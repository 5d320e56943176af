use dtc_normalization::{NormalizeMode, normalize};
use proptest::prelude::*;

const SAMPLES: &[&str] = &[
    "علي كريمي",
    "مکانیک دیزل, مکانیک سیبا",
    "آموزش pds , سطح یک",
    "ISO 10002 , ISO 10004",
    "شغل موازی (ارتقا)",
    "  EFI  Injection ,  Level-2 ",
    "می\u{200c}شود،",
    "a , , b",
    "",
];

#[test]
fn samples_are_idempotent() {
    for sample in SAMPLES {
        for mode in [NormalizeMode::Text, NormalizeMode::CourseTitle] {
            let once = normalize(sample, mode);
            assert_eq!(normalize(&once, mode), once, "sample {sample:?} mode {mode:?}");
        }
    }
}

fn cell_text() -> impl Strategy<Value = String> {
    proptest::collection::vec(
        prop_oneof![
            Just("ي".to_string()),
            Just("ك".to_string()),
            Just("ی".to_string()),
            Just("\u{200c}".to_string()),
            Just("، ".to_string()),
            Just(", ".to_string()),
            Just("&&&".to_string()),
            Just("pds , ".to_string()),
            Just("دیزل".to_string()),
            "[a-zA-Z0-9 ,.()&-]{0,6}",
        ],
        0..8,
    )
    .prop_map(|parts| parts.concat())
}

proptest! {
    #[test]
    fn normalize_is_idempotent(text in cell_text(), remove in any::<bool>()) {
        let mode = NormalizeMode::from_remove_spaces(remove);
        let once = normalize(&text, mode);
        prop_assert_eq!(normalize(&once, mode), once);
    }

    #[test]
    fn output_is_trimmed_and_collapsed(text in cell_text()) {
        let out = normalize(&text, NormalizeMode::Text);
        prop_assert_eq!(out.trim(), out.as_str());
        prop_assert!(!out.contains("  "));
    }
}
::::::::::
**Assigned task**: Go over the data and return every line that includes the word "remove".

**Output of the task**:
    fn normalize_is_idempotent(text in cell_text(), remove in any::<bool>()) {
        let mode = NormalizeMode::from_remove_spaces(remove);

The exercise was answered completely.